Abstract
In clinical microbiology, bacterial identification is labor-intensive and time-consuming. A solution for this problem is the use of matrix-assisted laser desorption ionization–time of flight mass spectrometry (MALDI-TOF MS). In this study, we evaluated a modified protein extraction method of identification performed on target plates (on-plate extraction method) with MALDI-TOF (Bruker Microflex LT with Biotyper version 3.0) and compared it to 2 previously described methods: the direct colony method and a standard protein extraction method (standard extraction method). We evaluated the species of 273 clinical strains and 14 reference strains of staphylococci. All isolates were characterized using the superoxide dismutase A sequence as a reference. For the species identification, the on-plate, standard extraction, and direct colony methods identified 257 isolates (89.5%), 232 isolates (80.8%), and 173 isolates (60.2%), respectively, with statistically significant differences among the three methods (P < 0.05). In conclusion, the on-plate extraction method is at least as good as standard extraction in identification rate and has the advantage of a shorter processing time.
INTRODUCTION
Matrix-assisted laser desorption ionization–time of flight mass spectrometry (MALDI-TOF MS) has been used to identify various microorganisms in clinical laboratories, including Gram-positive bacteria, Gram-negative bacteria, yeasts, and even filamentous fungi (1, 8, 10, 12, 14, 16–19, 21, 22, 24). It is a rapid and inexpensive alternative to molecular identification that offers equivalent accuracy (6). Additionally, complete bacterial identification by MALDI-TOF MS is more cost-effective than by conventional methods (9, 15, 22). Two preparatory methods have been reported for MALDI-TOF MS-based identification (1, 4, 5): the direct colony method and the standard protein extraction method (standard extraction method). The direct colony method is performed by picking up colonies from a culture plate and placing them, as a thin layer of sample, onto the target plate and then subjecting the matrix to MALDI-TOF MS analysis (1). This method is simple and can be performed rapidly, but it is inferior in accuracy to the standard extraction method. This deficiency is particularly evident for Gram-positive organisms because of insufficient cell wall disruption (1). The standard extraction method, in contrast, employs formic acid and acetonitrile to disrupt the cells before they are placed onto the target plate for MALDI-TOF MS analysis. The standard extraction method involves 2 centrifugation steps and requires approximately 6-fold-more processing time than does the direct colony method.
We evaluated an on-plate extraction method that could be performed on the target plates without any centrifugation steps. Our study compared the on-plate extraction method with both the direct colony and the standard extraction methods for MALDI-TOF MS-based identification of staphylococcal clinical isolates.
MATERIALS AND METHODS
Bacterial isolates.
This study used 273 staphylococci of nonduplicate clinical isolates and 14 type and reference strains (Staphylococcus aureus NCTC 8325, S. epidermidis ATCC 14490T, Staphylococcus capitis subsp. capitis CCUG 7326T, Staphylococcus capitis subsp. ureolyticus ATCC 49326, Staphylococcus haemolyticus ATCC 29970T, Staphylococcus lugdunensis ATCC 43809T, Staphylococcus saprophyticus JCM 2427T, Staphylococcus cohnii ATCC 29974T, Staphylococcus hominis ATCC 27844T, Staphylococcus pettenkoferi CCUG 51279T, Staphylococcus schleiferi subsp. schleiferi ATCC 43808T, Staphylococcus schleiferi subsp. coagulans JCM 7470, Staphylococcus warneri ATCC 27836T, and Staphylococcus caprae ATCC 33538T). All strains were stored at −80°C until use, precultured for 12 to 24 h, and cultured aerobically overnight on 5% sheep blood agar at 37°C.

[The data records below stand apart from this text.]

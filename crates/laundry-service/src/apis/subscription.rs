//! Subscription endpoints: the current snapshot and the reminder dialog
//! actions. Every
//! user sees their own snapshot and their own parked sale.

use laundry_core::SessionHandle;
use laundry_types::{PendingOperationResponse, SubscriptionResponse};

/// Handles GET /api/subscription.
pub fn get_subscription(session: &SessionHandle) -> SubscriptionResponse {
	let gate = session.gate();
	SubscriptionResponse {
		result: gate.snapshot(),
		blocked: gate.is_blocked(),
		should_remind: gate.should_remind(),
		pending_operation: gate.has_pending(),
	}
}

/// Handles POST /api/subscription/acknowledge.
pub fn acknowledge(session: &SessionHandle) -> PendingOperationResponse {
	PendingOperationResponse {
		handled: session.acknowledge_pending(),
	}
}

/// Handles POST /api/subscription/dismiss.
pub fn dismiss(session: &SessionHandle) -> PendingOperationResponse {
	PendingOperationResponse {
		handled: session.dismiss_pending(),
	}
}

Species identification of staphylococci.
Isolated species were identified by partial sequencing of superoxide dismutase A (sodA) by using primers d1 and d2, as previously described (20, 23). All isolates were considered correctly identified when the sodA sequence yielded ≥98% sequence similarity with the closest species sequence in the GenBank database. The sodA sequence profiles and the origin of the clinical isolates are presented in the supplemental material.
MALDI-TOF MS.
For the direct colony method, bacteria were applied, using sterile toothpicks, as thin films on 96-spot, polished, stainless steel target plates (Bruker Daltonik GmbH, Leipzig, Germany). The bacteria were then left to dry at room temperature for 1 min. Subsequently, 1.5 μl of the matrix solution, comprising a saturated α-cyano-4-hydrocinnamic acid (Bruker Daltonik) in 50% acetonitrile (Wako Pure Chemical Industries, Osaka, Japan) and 2.5% trifluoroacetic acid (Wako), was applied to the samples and cocrystallized with them at room temperature for 10 min.
For the on-plate extraction method, each strain was applied and dried on the target plate as in the direct colony method. Following this, 0.5 μl of 70% formic acid (Wako) was mixed with the sample on the plate by pipetting, followed by 0.5 μl of acetonitrile, and the resultant mixture was dried at room temperature for approximately 10 min. Finally, 1.5 μl of the matrix solution was applied onto the spot as in the direct colony method.
For the standard extraction method, a small sample of each colony was suspended in 300 μl of distilled water and adjusted at McFarland 2 standard, and 900 μl of absolute ethanol was added. The suspension was vortexed vigorously and centrifuged at 20,000 × g for 2 min. The supernatant was then discarded, and the pellet was dried at 55°C for at least 30 min. Fifty microliters of 70% formic acid was then added and thoroughly mixed by pipetting. Next, 50 μl of acetonitrile was added, and the sample was centrifuged again at 20,000 × g for 2 min. Subsequently, 1 μl of supernatant was placed onto the target plate and left to dry for approximately 10 min at room temperature. Finally, 1.5 μl of matrix solution was applied onto the spot, as in the direct colony procedure.
The samples prepared by each method were applied to a MicroFlex LT mass spectrometer (Bruker Daltonik), and the results were analyzed by MALDI Biotyper 3.0 software (Bruker Daltonik). Each measurement was performed only once for each culture. Escherichia coli DH5α was used as a quality control as recommended by the manufacturer on each experiment.
Data analysis.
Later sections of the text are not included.